What you’re calling toughness is debt
I’ve had some version of this conversation three times in the last month, and I keep thinking about what all three people had in common.
Hitting a Wall
Every high performer I’ve worked with who eventually hit a wall had one thing in their story: they had reframed exhaustion as evidence of commitment. They were tired, and they were proud of it. The tiredness confirmed something for them — that they were serious, that they were doing what it took.
That reframe is lethal.
Not because rest is virtuous or because hustle is bad. Because the physiology doesn’t care about your narrative. Your nervous system doesn’t grade on effort. It runs the numbers, and when the numbers say you’re in deficit, it starts borrowing — from your decision quality, your emotional regulation, your reaction time, your immune function. It doesn’t ask permission. It just starts withdrawing.
Research on high-performer recovery points to a simple threshold: roughly 42% of your day needs to be spent in states your nervous system classifies as “downward.”
Sleep is the biggest piece, but it also includes eating without a screen, actual social connection, and quiet that isn’t just waiting for the next thing.
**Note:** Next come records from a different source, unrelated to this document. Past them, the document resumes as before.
use std::fmt;

/// Lifecycle of a [`crate::RetentionSweeper`].
///
/// `Idle -> WaitingForReady` on start, `-> Sweeping` once the session is
/// ready and on every tick, `-> Idle` after each sweep. A one-off sweep run
/// while the loop still waits for ready returns to `WaitingForReady`.
/// `Cancelled` is terminal and reachable from any state.
#[derive(Debug, Clone, Copy, PartialEq, Eq)]
pub enum SweeperState {
    Idle,
    WaitingForReady,
    Sweeping,
    Cancelled,
}

impl SweeperState {
    /// Whether moving from `self` to `next` is a legal transition.
    pub fn can_transition_to(self, next: Self) -> bool {
        use SweeperState::*;
        matches!(
            (self, next),
            (Idle, WaitingForReady) |
                (WaitingForReady, Sweeping) |
                (Idle, Sweeping) |
                (Sweeping, Idle | WaitingForReady) |
                (Idle | WaitingForReady | Sweeping, Cancelled)
        )
    }
}

impl fmt::Display for SweeperState {
    fn fmt(&self, f: &mut fmt::Formatter<'_>) -> fmt::Result {
        f.write_str(match self {
            Self::Idle => "idle",
            Self::WaitingForReady => "waiting_for_ready",
            Self::Sweeping => "sweeping",
            Self::Cancelled => "cancelled",
        })
    }
}

#[cfg(test)]
mod tests {
    use {super::*, rstest::rstest};

    #[rstest]
    #[case(SweeperState::Idle, SweeperState::WaitingForReady, true)]
    #[case(SweeperState::WaitingForReady, SweeperState::Sweeping, true)]
    #[case(SweeperState::Sweeping, SweeperState::Idle, true)]
    #[case(SweeperState::Idle, SweeperState::Sweeping, true)]
    #[case(SweeperState::Sweeping, SweeperState::Cancelled, true)]
    #[case(SweeperState::WaitingForReady, SweeperState::Idle, false)]
    #[case(SweeperState::Sweeping, SweeperState::WaitingForReady, true)]
    #[case(SweeperState::WaitingForReady, SweeperState::WaitingForReady, false)]
    #[case(SweeperState::Cancelled, SweeperState::Idle, false)]
    #[case(SweeperState::Cancelled, SweeperState::Cancelled, false)]
    fn transitions(#[case] from: SweeperState, #[case] to: SweeperState, #[case] ok: bool) {
        assert_eq!(from.can_transition_to(to), ok);
    }

    #[rstest]
    #[case(SweeperState::Idle)]
    #[case(SweeperState::WaitingForReady)]
    #[case(SweeperState::Sweeping)]
    #[case(SweeperState::Cancelled)]
    fn nothing_leaves_cancelled(#[case] next: SweeperState) {
        assert!(!SweeperState::Cancelled.can_transition_to(next));
    }

    #[test]
    fn display_is_snake_case() {
        assert_eq!(SweeperState::WaitingForReady.to_string(), "waiting_for_ready");
    }
}
/// Config schema types (discord session, retention policy, guild targets).
use std::time::Duration;

use {
    secrecy::{ExposeSecret, Secret},
    serde::Deserialize,
};

use crate::env_subst::has_placeholder;

/// Environment variable consulted when `[discord] token` is not set.
pub const TOKEN_ENV_VAR: &str = "DISCORD_TOKEN";

/// Root configuration.
#[derive(Debug, Default, Deserialize)]
#[serde(default)]
pub struct PrunebotConfig {
    pub discord: DiscordConfig,
    pub retention: RetentionConfig,
    /// Sweep targets, in sweep order.
    pub guilds: Vec<GuildEntry>,
}

/// Discord session settings.
#[derive(Debug, Default, Deserialize)]
#[serde(default)]
pub struct DiscordConfig {
    /// Bot token. Falls back to `$DISCORD_TOKEN` when absent.
    pub token: Option<Secret<String>>,
}

impl DiscordConfig {
    /// The configured token, or `$DISCORD_TOKEN`.
    ///
    /// A value that is empty or still holds an unexpanded `${...}`
    /// placeholder counts as absent.
    pub fn resolve_token(&self) -> anyhow::Result<Secret<String>> {
        self.resolve_token_with(|name| std::env::var(name).ok())
    }

    fn resolve_token_with(
        &self,
        lookup: impl Fn(&str) -> Option<String>,
    ) -> anyhow::Result<Secret<String>> {
        if let Some(token) = &self.token {
            let raw = token.expose_secret().trim();
            if !raw.is_empty() && !has_placeholder(raw) {
                return Ok(Secret::new(raw.to_string()));
            }
        }
        match lookup(TOKEN_ENV_VAR) {
            Some(token) if !token.trim().is_empty() => Ok(Secret::new(token.trim().to_string())),
            _ => anyhow::bail!(
                "no discord token configured; set [discord] token or ${TOKEN_ENV_VAR}"
            ),
        }
    }
}

/// Retention policy settings.
#[derive(Debug, Clone, PartialEq, Eq, Deserialize)]
#[serde(default)]
pub struct RetentionConfig {
    /// Messages older than this many days are deleted.
    pub window_days: u64,
    /// Minutes between sweeps.
    pub interval_minutes: u64,
    /// Pause between two deletions in the same channel.
    pub pacing_ms: u64,
    /// Walk and count eligible messages without deleting them.
    pub dry_run: bool,
    pub retry: RetryConfig,
}

impl Default for RetentionConfig {
    fn default() -> Self {
        Self {
            window_days: 7,
            interval_minutes: 4 * 60,
            pacing_ms: 1000,
            dry_run: false,
            retry: RetryConfig::default(),
        }
    }
}

/// Longest accepted retention window (about 100 years).
pub const MAX_WINDOW_DAYS: u64 = 36_500;

/// Longest accepted sweep interval (one year).
pub const MAX_INTERVAL_MINUTES: u64 = 366 * 24 * 60;

impl RetentionConfig {
    /// Saturates instead of wrapping; `validate` rejects values above
    /// [`MAX_WINDOW_DAYS`].
    pub fn window(&self) -> Duration {
        Duration::from_secs(self.window_days.saturating_mul(24 * 60 * 60))
    }

    pub fn interval(&self) -> Duration {
        Duration::from_secs(self.interval_minutes.saturating_mul(60))
    }

    pub fn pacing(&self) -> Duration {
        Duration::from_millis(self.pacing_ms)
    }
}

/// Retry settings for individual delete calls.
#[derive(Debug, Clone, PartialEq, Eq, Deserialize)]
#[serde(default)]
pub struct RetryConfig {
    /// Total attempts per delete, including the first one.
    pub max_attempts: u32,
    pub base_delay_ms: u64,
    pub max_delay_ms: u64,
}

impl Default for RetryConfig {
    fn default() -> Self {
        Self {
            max_attempts: 3,
            base_delay_ms: 500,
            max_delay_ms: 10_000,
        }
    }
}

/// One guild and the channels to prune in it, in order.
#[derive(Debug, Clone, PartialEq, Eq, Deserialize)]
pub struct GuildEntry {
    pub id: u64,
    #[serde(default)]
    pub channels: Vec<u64>,
}

impl PrunebotConfig {
    /// Total number of configured channels across all guilds.
    pub fn channel_count(&self) -> usize {
        self.guilds.iter().map(|g| g.channels.len()).sum()
    }
}

#[cfg(test)]
mod tests {
    use super::*;

    #[test]
    fn defaults_match_reference_policy() {
        let cfg = RetentionConfig::default();
        assert_eq!(cfg.window(), Duration::from_secs(7 * 86_400));
        assert_eq!(cfg.interval(), Duration::from_secs(4 * 3600));
        assert_eq!(cfg.pacing(), Duration::from_secs(1));
        assert!(!cfg.dry_run);
        assert_eq!(cfg.retry.max_attempts, 3);
    }

    #[test]
    fn huge_values_saturate_instead_of_wrapping() {
        let cfg: PrunebotConfig = toml::from_str(
            "[retention]\nwindow_days = 213503982334602\ninterval_minutes = 9223372036854775807",
        )
        .unwrap();
        assert_eq!(cfg.retention.window(), Duration::from_secs(u64::MAX));
        assert_eq!(cfg.retention.interval(), Duration::from_secs(u64::MAX));
    }

    #[test]
    fn token_from_config_wins() {
        let cfg = DiscordConfig {
            token: Some(Secret::new(" from-file ".into())),
        };
        let token = cfg.resolve_token_with(|_| Some("from-env".into())).unwrap();
        assert_eq!(token.expose_secret(), "from-file");
    }

    #[test]
    fn token_falls_back_to_env() {
        let cfg = DiscordConfig::default();
        let token = cfg.resolve_token_with(|_| Some("from-env".into())).unwrap();
        assert_eq!(token.expose_secret(), "from-env");
    }

    #[test]
    fn unexpanded_placeholder_counts_as_missing() {
        let cfg = DiscordConfig {
            token: Some(Secret::new("${DISCORD_TOKEN}".into())),
        };
        let token = cfg.resolve_token_with(|_| Some("env".into())).unwrap();
        assert_eq!(token.expose_secret(), "env");
        assert!(cfg.resolve_token_with(|_| None).is_err());
    }

    #[test]
    fn missing_token_is_an_error() {
        let cfg = DiscordConfig::default();
        let err = cfg.resolve_token_with(|_| Some("  ".into())).unwrap_err();
        assert!(err.to_string().contains("DISCORD_TOKEN"));
    }

    #[test]
    fn token_is_redacted_in_debug() {
        let cfg = DiscordConfig {
            token: Some(Secret::new("hunter2".into())),
        };
        assert!(!format!("{cfg:?}").contains("hunter2"));
    }

    #[test]
    fn guild_order_is_preserved() {
        let cfg: PrunebotConfig = toml::from_str(
            r#"
            [[guilds]]
            id = 2
            channels = [20, 21]

            [[guilds]]
            id = 1
            channels = [10]
            "#,
        )
        .unwrap();
        let ids: Vec<u64> = cfg.guilds.iter().map(|g| g.id).collect();
        assert_eq!(ids, vec![2, 1]);
        assert_eq!(cfg.guilds[0].channels, vec![20, 21]);
        assert_eq!(cfg.channel_count(), 3);
    }
}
Most of the high performers I work with, when they actually count, are hitting maybe 25–30%. They’re running a 10–15% daily deficit and calling it discipline.
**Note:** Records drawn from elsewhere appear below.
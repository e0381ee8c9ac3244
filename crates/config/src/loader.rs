use std::path::{Path, PathBuf};

use {anyhow::Context, tracing::debug};

use crate::{env_subst::substitute_env, schema::PrunebotConfig};

/// Standard config file names, checked in order.
const CONFIG_FILENAMES: &[&str] = &[
    "prunebot.toml",
    "prunebot.yaml",
    "prunebot.yml",
    "prunebot.json",
];

/// Load config from the given path (any supported format).
pub fn load_config(path: &Path) -> anyhow::Result<PrunebotConfig> {
    let raw = std::fs::read_to_string(path)
        .with_context(|| format!("failed to read {}", path.display()))?;
    let raw = substitute_env(&raw);
    parse_config(&raw, path).with_context(|| format!("failed to parse {}", path.display()))
}

/// Load config from `explicit` if given, otherwise from standard locations.
///
/// An explicit directory is searched for the standard file names and must
/// contain one. Without `explicit` the search order is:
/// 1. `./prunebot.{toml,yaml,yml,json}` (project-local)
/// 2. `~/.config/prunebot/prunebot.{toml,yaml,yml,json}` (user-global)
///
/// Returns `PrunebotConfig::default()` if no config file is found. A file
/// that exists but fails to parse is an error: sweeping with a guessed
/// config would delete the wrong things.
pub fn discover_and_load(explicit: Option<&Path>) -> anyhow::Result<PrunebotConfig> {
    if let Some(path) = explicit {
        if path.is_dir() {
            let file = first_existing(path).with_context(|| {
                format!("no prunebot config file in {}", path.display())
            })?;
            debug!(path = %file.display(), "loading config from explicit directory");
            return load_config(&file);
        }
        debug!(path = %path.display(), "loading explicit config");
        return load_config(path);
    }
    match find_config_file() {
        Some(path) => {
            debug!(path = %path.display(), "loading config");
            load_config(&path)
        },
        None => {
            debug!("no config file found, using defaults");
            Ok(PrunebotConfig::default())
        },
    }
}

/// Find the first config file in standard locations.
fn find_config_file() -> Option<PathBuf> {
    first_existing(Path::new(".")).or_else(|| user_config_dir().and_then(|d| first_existing(&d)))
}

fn first_existing(dir: &Path) -> Option<PathBuf> {
    CONFIG_FILENAMES
        .iter()
        .map(|name| dir.join(name))
        .find(|p| p.exists())
}

/// `~/.config/prunebot/`.
fn user_config_dir() -> Option<PathBuf> {
    directories::BaseDirs::new().map(|d| d.home_dir().join(".config").join("prunebot"))
}

fn parse_config(raw: &str, path: &Path) -> anyhow::Result<PrunebotConfig> {
    let ext = path.extension().and_then(|e| e.to_str()).unwrap_or("toml");

    match ext {
        "toml" => Ok(toml::from_str(raw)?),
        "yaml" | "yml" => Ok(serde_yaml::from_str(raw)?),
        "json" => Ok(serde_json::from_str(raw)?),
        _ => anyhow::bail!("unsupported config format: .{ext}"),
    }
}
use std::sync::{Arc, Mutex};

use {
    chrono::Utc,
    prunebot_channels::ChatPlatform,
    tokio::{
        sync::watch,
        task::JoinHandle,
        time::{MissedTickBehavior, interval},
    },
    tokio_util::sync::CancellationToken,
    tracing::{debug, error, info, warn},
};

use crate::{
    error::SweepError, policy::RetentionPolicy, report::SweepReport, state::SweeperState,
    sweep::run_sweep, targets::SweepTargets,
};

struct Inner {
    platform: Arc<dyn ChatPlatform>,
    policy: RetentionPolicy,
    targets: SweepTargets,
    state: watch::Sender<SweeperState>,
    cancel: CancellationToken,
    /// Held for the duration of a sweep so runs never overlap.
    sweep_lock: tokio::sync::Mutex<()>,
}

impl Inner {
    fn transition(&self, next: SweeperState) -> bool {
        self.state.send_if_modified(|state| {
            if state.can_transition_to(next) {
                debug!(from = %state, to = %next, "sweeper state change");
                *state = next;
                true
            } else {
                false
            }
        })
    }

    /// Run one sweep. A scheduled sweep ends in `Idle`; a one-off sweep
    /// restores `WaitingForReady` if the loop has not seen ready yet.
    async fn sweep(&self, scheduled: bool) -> SweepReport {
        let _guard = self.sweep_lock.lock().await;
        let resume = match *self.state.borrow() {
            SweeperState::WaitingForReady if !scheduled => SweeperState::WaitingForReady,
            _ => SweeperState::Idle,
        };
        self.transition(SweeperState::Sweeping);
        let report = run_sweep(
            self.platform.as_ref(),
            &self.policy,
            &self.targets,
            Utc::now(),
            &self.cancel,
        )
        .await;
        report.log_summary();
        self.transition(resume);
        report
    }
}

/// Periodically prunes every configured channel.
///
/// The first sweep runs as soon as the platform reports ready, then one
/// every `policy.interval`. A sweep always completes (or is cancelled)
/// before the next one can start; late ticks are delayed, not bunched.
///
/// On [`stop`](Self::stop) the in-flight delete call, if any, finishes and
/// the sweep is abandoned at the next pause or history fetch.
pub struct RetentionSweeper {
    inner: Arc<Inner>,
    task: Mutex<Option<JoinHandle<()>>>,
}

impl RetentionSweeper {
    pub fn new(
        platform: Arc<dyn ChatPlatform>,
        policy: RetentionPolicy,
        targets: SweepTargets,
    ) -> Self {
        Self {
            inner: Arc::new(Inner {
                platform,
                policy,
                targets,
                state: watch::Sender::new(SweeperState::Idle),
                cancel: CancellationToken::new(),
                sweep_lock: tokio::sync::Mutex::new(()),
            }),
            task: Mutex::new(None),
        }
    }

    pub fn state(&self) -> SweeperState {
        *self.inner.state.borrow()
    }

    /// Spawn the sweep loop on the current tokio runtime.
    pub fn start(&self) -> Result<(), SweepError> {
        let mut task = self.task.lock().unwrap_or_else(|e| e.into_inner());
        if task.is_some() {
            return Err(SweepError::AlreadyStarted);
        }
        if self.inner.cancel.is_cancelled() {
            return Err(SweepError::Stopped);
        }
        self.inner.transition(SweeperState::WaitingForReady);
        *task = Some(tokio::spawn(run_loop(Arc::clone(&self.inner))));
        Ok(())
    }

    /// Request cancellation. Takes effect before the next tick; see the
    /// type docs for what happens to a sweep in progress.
    pub fn stop(&self) {
        if !self.inner.cancel.is_cancelled() {
            info!("stopping retention sweeper");
        }
        self.inner.cancel.cancel();
        self.inner.transition(SweeperState::Cancelled);
    }

    /// Wait for the sweep loop to exit. Returns immediately if it was never
    /// started.
    pub async fn stopped(&self) {
        let handle = self
            .task
            .lock()
            .unwrap_or_else(|e| e.into_inner())
            .take();
        if let Some(handle) = handle
            && let Err(e) = handle.await
        {
            error!(error = %e, "sweep loop panicked");
        }
    }

    /// Run a single sweep now, outside the schedule. Waits for any sweep
    /// already in progress to finish first.
    pub async fn sweep_once(&self) -> Result<SweepReport, SweepError> {
        if self.inner.cancel.is_cancelled() {
            return Err(SweepError::Stopped);
        }
        Ok(self.inner.sweep(false).await)
    }
}

impl Drop for RetentionSweeper {
    fn drop(&mut self) {
        self.inner.cancel.cancel();
    }
}

async fn run_loop(inner: Arc<Inner>) {
    debug!(platform = inner.platform.name(), "waiting for chat session");
    let ready = tokio::select! {
        biased;
        _ = inner.cancel.cancelled() => return,
        ready = inner.platform.wait_until_ready() => ready,
    };
    if let Err(e) = ready {
        error!(error = %SweepError::NotReady(e), "retention sweeper giving up");
        inner.transition(SweeperState::Cancelled);
        return;
    }

    info!(
        interval_secs = inner.policy.interval.as_secs(),
        window_secs = inner.policy.window.as_secs(),
        channels = inner.targets.channel_count(),
        "chat session ready, retention sweeps scheduled"
    );
    if inner.targets.is_empty() {
        warn!("no channels configured, sweeps will do nothing");
    }

    // First tick completes immediately.
    let mut ticker = interval(inner.policy.interval);
    ticker.set_missed_tick_behavior(MissedTickBehavior::Delay);

    loop {
        tokio::select! {
            biased;
            _ = inner.cancel.cancelled() => break,
            _ = ticker.tick() => {},
        }
        inner.sweep(true).await;
        if inner.cancel.is_cancelled() {
            break;
        }
    }

    inner.transition(SweeperState::Cancelled);
    debug!("retention sweep loop exited");
}
//! Paging over Discord message history.

use std::future::Future;

use {
    prunebot_channels::PlatformError,
    serenity::{all::MessageId, http::MessagePagination},
    tokio_stream::Stream,
};

/// Discord's maximum page size for message history.
pub(crate) const PAGE_SIZE: u8 = 100;

/// Order a page fetched with an `after` cursor oldest-first and drop
/// everything at or past `bound`. Returns whether the walk is finished.
pub(crate) fn forward_page<T>(
    mut page: Vec<T>,
    id: impl Fn(&T) -> u64,
    bound: u64,
    page_size: usize,
) -> (Vec<T>, bool) {
    let full = page.len() >= page_size;
    page.sort_by_key(|m| id(m));
    let before = page.iter().take_while(|m| id(m) < bound).count();
    let reached_bound = before < page.len();
    page.truncate(before);
    (page, reached_bound || !full)
}

/// Stream every item with a snowflake below `bound`, fetching pages lazily
/// through `fetch(cursor, limit)`.
///
/// Oldest-first walks page forward with `After` cursors from the start of
/// the channel. Otherwise pages go backward from `Before(bound)`, newest
/// first. At most `limit` items are yielded. A fetch error is yielded once
/// and ends the stream.
pub(crate) fn paginate<'a, T, F, Fut>(
    fetch: F,
    id: impl Fn(&T) -> u64 + Send + 'a,
    bound: u64,
    limit: Option<usize>,
    oldest_first: bool,
) -> impl Stream<Item = Result<T, PlatformError>> + Send + 'a
where
    T: Send + 'a,
    F: Fn(MessagePagination, u8) -> Fut + Send + 'a,
    Fut: Future<Output = Result<Vec<T>, PlatformError>> + Send + 'a,
{
    async_stream::stream! {
        // Snowflakes start at 1; nothing can sort below it.
        if bound <= 1 {
            return;
        }
        let mut remaining = limit.unwrap_or(usize::MAX);

        if oldest_first {
            let mut cursor = MessageId::new(1);
            while remaining > 0 {
                let page_limit = remaining.min(PAGE_SIZE as usize) as u8;
                let page = match fetch(MessagePagination::After(cursor), page_limit).await {
                    Ok(page) => page,
                    Err(e) => {
                        yield Err(e);
                        return;
                    },
                };
                let (page, done) = forward_page(page, &id, bound, page_limit as usize);
                for item in page.into_iter().take(page_limit as usize) {
                    cursor = MessageId::new(id(&item));
                    remaining -= 1;
                    yield Ok(item);
                }
                if done {
                    return;
                }
            }
        } else {
            let mut cursor = MessageId::new(bound);
            while remaining > 0 {
                let page_limit = remaining.min(PAGE_SIZE as usize) as u8;
                let mut page = match fetch(MessagePagination::Before(cursor), page_limit).await {
                    Ok(page) => page,
                    Err(e) => {
                        yield Err(e);
                        return;
                    },
                };
                let full = page.len() >= page_limit as usize;
                page.sort_by_key(|m| std::cmp::Reverse(id(m)));
                for item in page.into_iter().take(page_limit as usize) {
                    cursor = MessageId::new(id(&item));
                    remaining -= 1;
                    yield Ok(item);
                }
                if !full {
                    return;
                }
            }
        }
    }
}
use {
    chrono::{DateTime, Utc},
    prunebot_channels::{MessageId, PlatformError},
};

#[derive(Debug, thiserror::Error)]
pub enum SweepError {
    #[error("sweeper already started")]
    AlreadyStarted,

    #[error("sweeper was stopped")]
    Stopped,

    #[error("chat session never became ready: {0}")]
    NotReady(#[source] PlatformError),

    /// The platform yielded a message newer than the requested bound.
    #[error("message {message_id} created at {created_at} is newer than cutoff {cutoff}")]
    CutoffViolation {
        message_id: MessageId,
        created_at: DateTime<Utc>,
        cutoff: DateTime<Utc>,
    },

    /// The platform yielded messages out of oldest-first order.
    #[error("message {message_id} created at {created_at} arrived after a message from {previous}")]
    OutOfOrder {
        message_id: MessageId,
        created_at: DateTime<Utc>,
        previous: DateTime<Utc>,
    },

    #[error("history walk failed: {0}")]
    History(#[source] PlatformError),

    #[error("failed to delete message {message_id} after {attempts} attempt(s): {source}")]
    DeleteFailed {
        message_id: MessageId,
        attempts: u32,
        source: PlatformError,
    },

    #[error("sweep cancelled")]
    Cancelled,
}

impl SweepError {
    /// Contract violations by the platform, as opposed to I/O failures.
    pub fn is_contract_violation(&self) -> bool {
        matches!(self, Self::CutoffViolation { .. } | Self::OutOfOrder { .. })
    }
}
The athletes who last 15 years don’t work less than the ones who burn out at seven.
They just stopped treating recovery like something they had to earn.
What I’m Reading
Why We Sleep — Matthew Walker
Most coaches have read everything written about training load. Almost none have read Walker. His data on what 17 hours of continuous wakefulness does to cognitive performance — it’s functionally equivalent to a blood alcohol level of 0.05% — should be required reading for every high-performance program in the country. The part the performance world hasn’t caught up to yet: you can’t out-train a sleep deficit.
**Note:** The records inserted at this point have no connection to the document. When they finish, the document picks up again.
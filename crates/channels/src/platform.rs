use std::pin::Pin;

use {async_trait::async_trait, tokio_stream::Stream};

use crate::{
    error::PlatformError,
    types::{
        ChannelId, ChannelPermissions, ChannelRef, GuildId, HistoryQuery, MemberRef, MessageId,
        MessageRef,
    },
};

/// Lazy message history. Pages are fetched as the stream is polled, and a
/// stream cannot be restarted once consumed.
pub type MessageStream<'a> =
    Pin<Box<dyn Stream<Item = Result<MessageRef, PlatformError>> + Send + 'a>>;

/// Session with a chat platform, owned by the surrounding process.
#[async_trait]
pub trait ChatPlatform: Send + Sync {
    /// Platform name for logs (e.g. "discord").
    fn name(&self) -> &str;

    /// Resolves once the session is established and caches are populated.
    async fn wait_until_ready(&self) -> Result<(), PlatformError>;

    /// The bot's own member in `guild_id`, or `None` if the guild is unknown.
    async fn self_member(&self, guild_id: GuildId) -> Result<Option<MemberRef>, PlatformError>;

    async fn resolve_channel(
        &self,
        guild_id: GuildId,
        channel_id: ChannelId,
    ) -> Result<Option<ChannelRef>, PlatformError>;

    async fn permissions_for(
        &self,
        channel: &ChannelRef,
        member: &MemberRef,
    ) -> Result<ChannelPermissions, PlatformError>;

    /// Messages created strictly before `query.before`, in the requested
    /// order, up to `query.limit`.
    fn history_before<'a>(&'a self, channel: &'a ChannelRef, query: HistoryQuery)
    -> MessageStream<'a>;

    async fn delete_message(
        &self,
        channel: &ChannelRef,
        message_id: MessageId,
    ) -> Result<(), PlatformError>;
}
Emotional Intelligence Training in Elite Military Settings — Scientific Reports, 2026
Sixty-six soldiers, 15 hours of EI training, then simulated combat. The trained group had lower cortisol, better shooting accuracy, better memory retention, better cognitive performance under fire.
The finding I can’t stop thinking about: the training gave people a vocabulary for their internal state. You can’t regulate what you can’t name. What looks like mental toughness from the outside is often just someone with a finer-grained awareness of what’s happening inside them in real time. That’s a skill. It’s trainable in 15 hours.
The 6 Stages of Burnout Recovery — Brandon White
The research this draws from makes an observation I think about a lot: the people who are best at performing are frequently the worst at recovering, because they’ve built their identity around output. Resting doesn’t just feel unproductive to them. It feels like a character failure. The recovery research is clear: you can fully reverse burnout with the right inputs.
The hard part is never the rest. It’s giving yourself permission to rest without treating it as evidence that you’ve stopped caring.
One Thing to Try This Week
For the next three days, track your actual recovery hours. Not just sleep — your full recovery: sleep, meals without a screen, real social time, anything your body would classify as genuinely restful. Don’t try to change anything yet. Just count.
Most people who do this are surprised by their own number. Seeing it clearly is the whole intervention. You can’t fix a deficit you haven’t measured.
That’s it for this week. I’m curious what your number looks like when you actually add it up.
— Alex



This is practical info every human needs to know. Thanks for putting it into words so succinctly and clearly.